§ Input for this task:
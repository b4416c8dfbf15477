//! Critical Repository Monitor - forced removal of repositories flagged unsafe
//!
//! A sweep reads the curated critical list, force-uninstalls every listed
//! repository that is installed and has not been seen before, and records
//! each entry with an acknowledgement flag. Uninstalls run on the monitor's
//! own task queue so they never wait behind regular background work.

use crate::error::{Error, Result};
use crate::events::{EventBus, RepositoryEvent};
use crate::host::ContentHost;
use crate::queue::{Task, TaskQueue};
use crate::state::StateDb;
use async_trait::async_trait;
use serde::{Deserialize, Serialize};
use std::collections::HashMap;
use std::sync::{Arc, Mutex};
use tracing::{debug, error, info, warn};

/// Entry of the critical list, also the stored acknowledgement record
#[derive(Debug, Clone, PartialEq, Serialize, Deserialize)]
pub struct CriticalEntry {
    pub repository: String,
    #[serde(default)]
    pub reason: Option<String>,
    #[serde(default)]
    pub link: Option<String>,
    #[serde(default)]
    pub acknowledged: bool,
}

impl CriticalEntry {
    pub fn new(repository: impl Into<String>) -> Self {
        Self {
            repository: repository.into(),
            reason: None,
            link: None,
            acknowledged: false,
        }
    }
}

/// What the monitor needs from whoever owns the repositories
#[async_trait]
pub trait RepositoryRemover: Send + Sync {
    fn is_installed(&self, full_name: &str) -> bool;

    /// Force-uninstall, bypassing the regular queue
    async fn remove(&self, full_name: &str) -> Result<()>;

    /// Record the entry in the removed list as `critical`
    fn mark_critical(&self, entry: &CriticalEntry);
}

/// Outcome of one sweep
#[derive(Debug, Default, Clone, PartialEq)]
pub struct SweepReport {
    pub listed: usize,
    pub forced: Vec<String>,
    pub failed: Vec<String>,
    pub restart_required: bool,
}

pub struct CriticalRepositoryMonitor {
    host: Arc<dyn ContentHost>,
    store: Arc<Mutex<StateDb>>,
    remover: Arc<dyn RepositoryRemover>,
    events: EventBus,
    queue: Arc<TaskQueue>,
}

impl CriticalRepositoryMonitor {
    pub fn new(
        host: Arc<dyn ContentHost>,
        store: Arc<Mutex<StateDb>>,
        remover: Arc<dyn RepositoryRemover>,
        events: EventBus,
        queue: Arc<TaskQueue>,
    ) -> Self {
        Self {
            host,
            store,
            remover,
            events,
            queue,
        }
    }

    fn with_store<T>(&self, action: impl FnOnce(&StateDb) -> anyhow::Result<T>) -> Result<T> {
        let store = self.store.lock().unwrap_or_else(|poisoned| poisoned.into_inner());
        action(&store).map_err(Error::from)
    }

    /// Run one sweep. A failed or unchanged fetch is a no-op.
    pub async fn sweep(&self) -> Result<SweepReport> {
        let critical = match self.host.fetch_critical().await {
            Ok(critical) => critical,
            Err(Error::NotModified) => {
                debug!("Critical list not modified");
                return Ok(SweepReport::default());
            }
            Err(e) => {
                warn!("Could not fetch critical repositories: {}", e);
                return Ok(SweepReport::default());
            }
        };

        let stored: HashMap<String, CriticalEntry> = self
            .with_store(|store| store.load_critical())?
            .into_iter()
            .map(|entry| (entry.repository.to_lowercase(), entry))
            .collect();

        let mut report = SweepReport {
            listed: critical.len(),
            ..SweepReport::default()
        };
        let failed: Arc<Mutex<Vec<String>>> = Arc::new(Mutex::new(Vec::new()));
        let mut group: Vec<Task> = Vec::new();
        let mut records = Vec::with_capacity(critical.len());

        for entry in critical {
            self.remover.mark_critical(&entry);

            let acknowledged = match stored.get(&entry.repository.to_lowercase()) {
                Some(previous) => previous.acknowledged,
                None if self.remover.is_installed(&entry.repository) => {
                    error!(
                        "Removing critical repository {}: {}",
                        entry.repository,
                        entry.reason.as_deref().unwrap_or("no reason given")
                    );
                    report.forced.push(entry.repository.clone());

                    let remover = self.remover.clone();
                    let failed = failed.clone();
                    let full_name = entry.repository.clone();
                    group.push(Box::pin(async move {
                        if let Err(e) = remover.remove(&full_name).await {
                            error!("Forced removal of {} failed: {}", full_name, e);
                            failed
                                .lock()
                                .unwrap_or_else(|poisoned| poisoned.into_inner())
                                .push(full_name);
                        }
                    }));
                    false
                }
                None => true,
            };

            records.push(CriticalEntry {
                acknowledged,
                ..entry
            });
        }

        if !group.is_empty() {
            self.queue.add(group);
            while self.queue.has_pending() {
                match self.queue.execute(None).await {
                    Ok(_) => {}
                    Err(Error::StillInProgress) => {
                        warn!("Critical queue already running, leaving removals queued");
                        break;
                    }
                    Err(e) => return Err(e),
                }
            }
        }

        // Failed removals do not block persisting the batch
        self.with_store(|store| store.save_critical(&records))?;

        report.failed = std::mem::take(
            &mut *failed
                .lock()
                .unwrap_or_else(|poisoned| poisoned.into_inner()),
        );
        if !report.forced.is_empty() {
            report.restart_required = true;
            self.events.emit(RepositoryEvent::RestartRequired {
                reason: format!(
                    "critical repositories removed: {}",
                    report.forced.join(", ")
                ),
            });
        }

        info!(
            "Critical sweep: {} listed, {} removed, {} failed",
            report.listed,
            report.forced.len(),
            report.failed.len()
        );
        Ok(report)
    }

    /// Stored records not yet acknowledged
    pub fn pending_acknowledgements(&self) -> Result<Vec<CriticalEntry>> {
        Ok(self
            .with_store(|store| store.load_critical())?
            .into_iter()
            .filter(|entry| !entry.acknowledged)
            .collect())
    }

    /// Recorded repositories that are still installed, i.e. a forced removal failed
    pub fn still_installed(&self) -> Result<Vec<String>> {
        Ok(self
            .with_store(|store| store.load_critical())?
            .into_iter()
            .filter(|entry| self.remover.is_installed(&entry.repository))
            .map(|entry| entry.repository)
            .collect())
    }

    /// Log and announce unacknowledged removals.
    pub fn report_pending(&self) -> Result<usize> {
        let stuck = self.still_installed()?;
        if !stuck.is_empty() {
            error!(
                "URGENT: critical repositories are still installed, uninstall them manually: {}",
                stuck.join(", ")
            );
        }

        let pending = self.pending_acknowledgements()?;
        if pending.is_empty() {
            return Ok(0);
        }

        let names: Vec<String> = pending.iter().map(|entry| entry.repository.clone()).collect();
        error!(
            "URGENT: critical repositories were removed and need acknowledgement: {}",
            names.join(", ")
        );
        self.events.emit(RepositoryEvent::CriticalPending { repositories: names });
        Ok(pending.len())
    }

    /// Mark a stored record acknowledged. Returns false if unknown.
    pub fn acknowledge(&self, full_name: &str) -> Result<bool> {
        self.with_store(|store| {
            let mut records = store.load_critical()?;
            let Some(record) = records
                .iter_mut()
                .find(|entry| entry.repository.eq_ignore_ascii_case(full_name))
            else {
                return Ok(false);
            };
            record.acknowledged = true;
            store.save_critical(&records)?;
            Ok(true)
        })
    }
}

#[cfg(test)]
mod tests {
    use super::*;
    use crate::host::MockContentHost;
    use std::collections::HashSet;

    #[derive(Default)]
    struct RecordingRemover {
        installed: HashSet<String>,
        failing: HashSet<String>,
        removed: Mutex<Vec<String>>,
        marked: Mutex<Vec<String>>,
    }

    impl RecordingRemover {
        fn installed(names: &[&str]) -> Self {
            Self {
                installed: names.iter().map(|n| n.to_string()).collect(),
                ..Self::default()
            }
        }

        fn removed(&self) -> Vec<String> {
            self.removed.lock().unwrap().clone()
        }
    }

    #[async_trait]
    impl RepositoryRemover for RecordingRemover {
        fn is_installed(&self, full_name: &str) -> bool {
            self.installed.contains(full_name)
        }

        async fn remove(&self, full_name: &str) -> Result<()> {
            self.removed.lock().unwrap().push(full_name.to_string());
            if self.failing.contains(full_name) {
                return Err(Error::Host("boom".to_string()));
            }
            Ok(())
        }

        fn mark_critical(&self, entry: &CriticalEntry) {
            self.marked.lock().unwrap().push(entry.repository.clone());
        }
    }

    fn monitor(
        critical: Vec<CriticalEntry>,
        remover: Arc<RecordingRemover>,
    ) -> (CriticalRepositoryMonitor, Arc<Mutex<StateDb>>) {
        let mut host = MockContentHost::new();
        host.expect_fetch_critical()
            .returning(move || Ok(critical.clone()));
        let store = Arc::new(Mutex::new(StateDb::open_in_memory().unwrap()));
        let monitor = CriticalRepositoryMonitor::new(
            Arc::new(host),
            store.clone(),
            remover,
            EventBus::default(),
            Arc::new(TaskQueue::new()),
        );
        (monitor, store)
    }

    #[tokio::test]
    async fn test_installed_unseen_repository_is_removed_once() {
        let remover = Arc::new(RecordingRemover::installed(&["acme/evil"]));
        let (monitor, store) = monitor(vec![CriticalEntry::new("acme/evil")], remover.clone());

        let report = monitor.sweep().await.unwrap();
        assert_eq!(report.forced, vec!["acme/evil".to_string()]);
        assert!(report.restart_required);
        assert_eq!(remover.removed(), vec!["acme/evil".to_string()]);

        let stored = store.lock().unwrap().load_critical().unwrap();
        assert_eq!(stored.len(), 1);
        assert!(!stored[0].acknowledged);

        // Already recorded: no second removal
        let report = monitor.sweep().await.unwrap();
        assert!(report.forced.is_empty());
        assert_eq!(remover.removed().len(), 1);
        assert_eq!(monitor.pending_acknowledgements().unwrap().len(), 1);
    }

    #[tokio::test]
    async fn test_not_installed_is_never_removed() {
        let remover = Arc::new(RecordingRemover::default());
        let (monitor, store) = monitor(vec![CriticalEntry::new("acme/evil")], remover.clone());

        let report = monitor.sweep().await.unwrap();
        assert!(report.forced.is_empty());
        assert!(!report.restart_required);
        assert!(remover.removed().is_empty());
        assert_eq!(*remover.marked.lock().unwrap(), vec!["acme/evil".to_string()]);

        let stored = store.lock().unwrap().load_critical().unwrap();
        assert!(stored[0].acknowledged);
    }

    #[tokio::test]
    async fn test_failed_removal_still_persists_batch() {
        let remover = Arc::new(RecordingRemover {
            installed: ["acme/evil", "acme/worse"].iter().map(|n| n.to_string()).collect(),
            failing: ["acme/evil"].iter().map(|n| n.to_string()).collect(),
            ..RecordingRemover::default()
        });
        let (monitor, store) = monitor(
            vec![CriticalEntry::new("acme/evil"), CriticalEntry::new("acme/worse")],
            remover,
        );

        let report = monitor.sweep().await.unwrap();
        assert_eq!(report.failed, vec!["acme/evil".to_string()]);
        assert_eq!(store.lock().unwrap().load_critical().unwrap().len(), 2);
    }

    #[tokio::test]
    async fn test_failed_removal_is_reported_as_still_installed() {
        let remover = Arc::new(RecordingRemover {
            installed: ["acme/evil"].iter().map(|n| n.to_string()).collect(),
            failing: ["acme/evil"].iter().map(|n| n.to_string()).collect(),
            ..RecordingRemover::default()
        });
        let (monitor, _store) = monitor(vec![CriticalEntry::new("acme/evil")], remover.clone());
        assert!(monitor.still_installed().unwrap().is_empty());

        let report = monitor.sweep().await.unwrap();
        assert_eq!(report.failed, vec!["acme/evil".to_string()]);
        assert_eq!(monitor.still_installed().unwrap(), vec!["acme/evil".to_string()]);
        assert_eq!(monitor.report_pending().unwrap(), 1);

        // Recorded entries are not retried by later sweeps
        monitor.sweep().await.unwrap();
        assert_eq!(remover.removed().len(), 1);
    }

    #[tokio::test]
    async fn test_fetch_failure_is_noop() {
        let mut host = MockContentHost::new();
        host.expect_fetch_critical()
            .returning(|| Err(Error::NotModified));
        let monitor = CriticalRepositoryMonitor::new(
            Arc::new(host),
            Arc::new(Mutex::new(StateDb::open_in_memory().unwrap())),
            Arc::new(RecordingRemover::installed(&["acme/evil"])),
            EventBus::default(),
            Arc::new(TaskQueue::new()),
        );

        assert_eq!(monitor.sweep().await.unwrap(), SweepReport::default());
    }

    #[tokio::test]
    async fn test_acknowledge_and_report() {
        let remover = Arc::new(RecordingRemover::installed(&["acme/evil"]));
        let (monitor, _store) = monitor(vec![CriticalEntry::new("acme/evil")], remover);
        let mut receiver = monitor.events.subscribe();

        monitor.sweep().await.unwrap();
        assert_eq!(monitor.report_pending().unwrap(), 1);
        let events = crate::events::drain(&mut receiver);
        assert!(events
            .iter()
            .any(|event| matches!(event, RepositoryEvent::CriticalPending { .. })));

        assert!(monitor.acknowledge("ACME/evil").unwrap());
        assert!(!monitor.acknowledge("acme/unknown").unwrap());
        assert_eq!(monitor.report_pending().unwrap(), 0);
    }
}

§ Work request:
From the entries above, copy every line that holds the word "HashMap".

§ Your response:
use std::collections::HashMap;
        let stored: HashMap<String, CriticalEntry> = self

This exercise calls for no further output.